Wuthering Heights

In an attempt to outdo Rory Gilmore, I have 26 books of various genres and subjects, eras and authors, all spread across my bedroom floor. The goal, already deemed unreachable, is to finish all 26 by the end of summer. I know this is an impossibility, why? Well firstly, I threw a textbook in there, you know, just for fun, and secondly, there are just way too many episodes of Gilmore Girls to be consumed.

However, thought I’d share a thought or a quote or a snippet or a snarky comment about each after I finished them, as proof that I have actually finished them. That, or as proof that I am well acquainted with the Wikipedia version.

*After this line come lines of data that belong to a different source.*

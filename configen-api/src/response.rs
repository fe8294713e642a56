use crate::error::Error;
use crate::http::RawResponse;
use serde::{Deserialize, Serialize};
use serde_json::{json, Value};

/// Normalized response envelope returned by the generic request helpers.
///
/// Body handling never fails past this boundary: an empty body becomes an
/// empty object, a non-JSON body is kept as raw text with `text_content` set.
#[derive(Debug, Clone, Serialize, Deserialize)]
pub struct ApiResponse {
    pub ok: bool,
    pub status: u16,
    pub data: Value,
    pub error: Option<String>,
    pub text: String,
    pub text_content: bool,
}

impl ApiResponse {
    pub fn from_raw(raw: &RawResponse) -> Self {
        if raw.status == 0 {
            return Self {
                ok: false,
                status: 0,
                data: Value::Null,
                error: Some("network error".to_string()),
                text: String::new(),
                text_content: false,
            };
        }

        if raw.body.trim().is_empty() {
            return Self {
                ok: raw.ok(),
                status: raw.status,
                data: json!({}),
                error: (!raw.ok()).then(|| format!("HTTP error {}", raw.status)),
                text: String::new(),
                text_content: false,
            };
        }

        match serde_json::from_str::<Value>(&raw.body) {
            Ok(data) => {
                let server_error = error_message(&data);
                let ok = raw.ok() && server_error.is_none();
                let error = if raw.ok() {
                    server_error
                } else {
                    Some(
                        server_error
                            .unwrap_or_else(|| format!("HTTP error {}", raw.status)),
                    )
                };
                Self {
                    ok,
                    status: raw.status,
                    data,
                    error,
                    text: raw.body.clone(),
                    text_content: false,
                }
            }
            Err(err) => {
                log::debug!("Non-JSON response body ({}), keeping raw text", err);
                Self {
                    ok: raw.ok(),
                    status: raw.status,
                    data: Value::Null,
                    error: (!raw.ok()).then(|| format!("HTTP error {}", raw.status)),
                    text: raw.body.clone(),
                    text_content: true,
                }
            }
        }
    }

    pub fn from_error(error: &Error) -> Self {
        Self {
            ok: false,
            status: 0,
            data: Value::Null,
            error: Some(error.to_string()),
            text: String::new(),
            text_content: false,
        }
    }

    /// The server-provided message when present, else a generic one.
    pub fn message(&self) -> String {
        self.error
            .clone()
            .unwrap_or_else(|| format!("HTTP error {}", self.status))
    }
}

/// Extract an error message from a JSON payload (`detail` per the auth
/// endpoints, `error` per the resource endpoints, or an explicit `ok: false`).
fn error_message(data: &Value) -> Option<String> {
    if let Some(detail) = data.get("detail").and_then(Value::as_str) {
        return Some(detail.to_string());
    }
    if let Some(error) = data.get("error").and_then(Value::as_str) {
        return Some(error.to_string());
    }
    if data.get("ok").and_then(Value::as_bool) == Some(false) {
        return Some("request rejected by server".to_string());
    }
    None
}
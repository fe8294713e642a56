pub mod cache;
mod client;
mod error;
pub mod http;
mod response;
pub mod session;

#[cfg(test)]
mod testing;

pub use cache::{CacheConfig, CacheOptions, CacheStats, RequestCache};
pub use client::{AuthCheck, ClientConfig, ConfigenClient, API_URL_ENV};
pub use error::{Error, ErrorKind};
pub use http::{HttpRequest, HttpTransport, RawResponse, SurfTransport};
pub use response::ApiResponse;
pub use session::{
    AuthSession, AuthStatus, FileSessionStorage, MemorySessionStorage, PersistedSession,
    SessionConfig, SessionStorage, SessionUser, UserAccount,
};
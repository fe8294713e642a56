use crate::http::{HttpRequest, HttpTransport, RawResponse};
use async_trait::async_trait;
use std::collections::VecDeque;
use std::sync::{Arc, Mutex};
use std::time::Duration as StdDuration;

struct Rule {
    pattern: String,
    responses: VecDeque<RawResponse>,
}

/// Scripted transport for tests. Requests are matched against URL substring
/// patterns; a pattern stubbed multiple times answers in sequence, with the
/// last response repeating. Unmatched requests come back as the synthetic
/// network failure, like an unreachable server.
pub(crate) struct MockTransport {
    rules: Mutex<Vec<Rule>>,
    seen: Mutex<Vec<HttpRequest>>,
    latency: StdDuration,
}

impl MockTransport {
    pub fn new() -> Arc<Self> {
        Arc::new(Self {
            rules: Mutex::new(vec![]),
            seen: Mutex::new(vec![]),
            latency: StdDuration::ZERO,
        })
    }

    /// A transport where every response takes `latency`, so tests can hold
    /// requests in flight.
    pub fn with_latency(latency: StdDuration) -> Arc<Self> {
        Arc::new(Self {
            rules: Mutex::new(vec![]),
            seen: Mutex::new(vec![]),
            latency,
        })
    }

    pub fn stub(&self, pattern: &str, response: RawResponse) {
        let mut rules = self.rules.lock().unwrap();
        if let Some(rule) = rules.iter_mut().find(|rule| rule.pattern == pattern) {
            rule.responses.push_back(response);
        } else {
            rules.push(Rule {
                pattern: pattern.to_string(),
                responses: VecDeque::from([response]),
            });
        }
    }

    pub fn status(status: u16) -> RawResponse {
        RawResponse {
            status,
            body: String::new(),
            set_cookies: vec![],
        }
    }

    pub fn json(status: u16, body: &str) -> RawResponse {
        RawResponse {
            status,
            body: body.to_string(),
            set_cookies: vec![],
        }
    }

    pub fn requests(&self) -> Vec<HttpRequest> {
        self.seen.lock().unwrap().clone()
    }

    pub fn count_matching(&self, pattern: &str) -> usize {
        self.seen
            .lock()
            .unwrap()
            .iter()
            .filter(|request| request.url.contains(pattern))
            .count()
    }
}

#[async_trait]
impl HttpTransport for MockTransport {
    async fn send(&self, request: HttpRequest) -> RawResponse {
        self.seen.lock().unwrap().push(request.clone());
        if !self.latency.is_zero() {
            tokio::time::sleep(self.latency).await;
        }

        let mut rules = self.rules.lock().unwrap();
        for rule in rules.iter_mut() {
            if request.url.contains(&rule.pattern) {
                return if rule.responses.len() > 1 {
                    rule.responses.pop_front().unwrap_or_default()
                } else {
                    rule.responses.front().cloned().unwrap_or_default()
                };
            }
        }
        RawResponse::network_failure()
    }
}
impl ClientCore {
    /// Send a request with the session cookies attached, absorbing any
    /// cookies the response sets.
    async fn send_raw(&self, mut request: HttpRequest) -> RawResponse {
        if let Some(cookie) = self.cookies.header_value() {
            request.headers.push(("Cookie".to_string(), cookie));
        }
        let response = self.transport.send(request).await;
        self.cookies.absorb(&response);
        response
    }

    /// The authenticated fetch wrapper: no-cache headers, cookies, and a
    /// single refresh-and-retry on 401. Failures come back as the synthetic
    /// `status: 0` response, never as an error.
    async fn authorized_fetch(self: &Arc<Self>, request: HttpRequest) -> RawResponse {
        let request = with_default_headers(request);
        let response = self.send_raw(request.clone()).await;

        if response.status == 401 {
            log::info!("Received 401 for {}, attempting token refresh", request.url);
            if self.refresh_token().await {
                log::info!("Token refreshed, retrying {}", request.url);
                return self.send_raw(request).await;
            }
        }
        response
    }

    /// Refresh the session token. Routed through the cache store under the
    /// refresh URL with a short TTL, so concurrent 401s across simultaneous
    /// requests trigger exactly one refresh.
    async fn refresh_token(self: &Arc<Self>) -> bool {
        let url = format!("{}/auth/refresh", self.config.base_url());
        let core = Arc::clone(self);
        let request_url = url.clone();
        let result = self
            .cache
            .execute(
                &url,
                move || async move {
                    let mut request = HttpRequest::post(&request_url, None);
                    for (name, value) in NO_CACHE_HEADERS {
                        request = request.with_header(name, value);
                    }
                    let raw = core.send_raw(request).await;
                    Ok(ApiResponse::from_raw(&raw))
                },
                CacheOptions::with_ttl(*self.config.refresh_ttl()),
            )
            .await;

        match result {
            Ok(response) => {
                let refreshed = response.status == 200;
                log::info!("Token refresh result: {}", refreshed);
                if refreshed {
                    self.storage.update_status(AuthStatus::Authenticated);
                }
                refreshed
            }
            Err(err) => {
                log::warn!("Token refresh failed: {}", err);
                false
            }
        }
    }
}

fn with_default_headers(request: HttpRequest) -> HttpRequest {
    let mut headers: Vec<(String, String)> =
        vec![("Content-Type".to_string(), "application/json".to_string())];
    for (name, value) in NO_CACHE_HEADERS {
        headers.push((name.to_string(), value.to_string()));
    }
    // caller-supplied headers are applied after the defaults and win
    headers.extend(request.headers.clone());
    HttpRequest { headers, ..request }
}

/// Client for the configen API: authentication, registration, and the generic
/// resource helpers, all funneled through the request cache.
pub struct ConfigenClient {
    core: Arc<ClientCore>,
    sweeper: JoinHandle<()>,
}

I enjoyed Wuthering Heights, though it’s the kind of book I wish I had studied at school or uni. With intriguing characters such as Heathcliff, Edgar Linton, Catherine, both young and old, and the entire Earnshaw family, and the exploration of  complex themes such as ‘The destructiveness of a love that never changes’ and ‘The precariousness of Social Class’ (and yes, SparkNotes must be credited there), Wuthering Heights could provide lots of nitty gritty discussion that little bookworms like myself simply adore.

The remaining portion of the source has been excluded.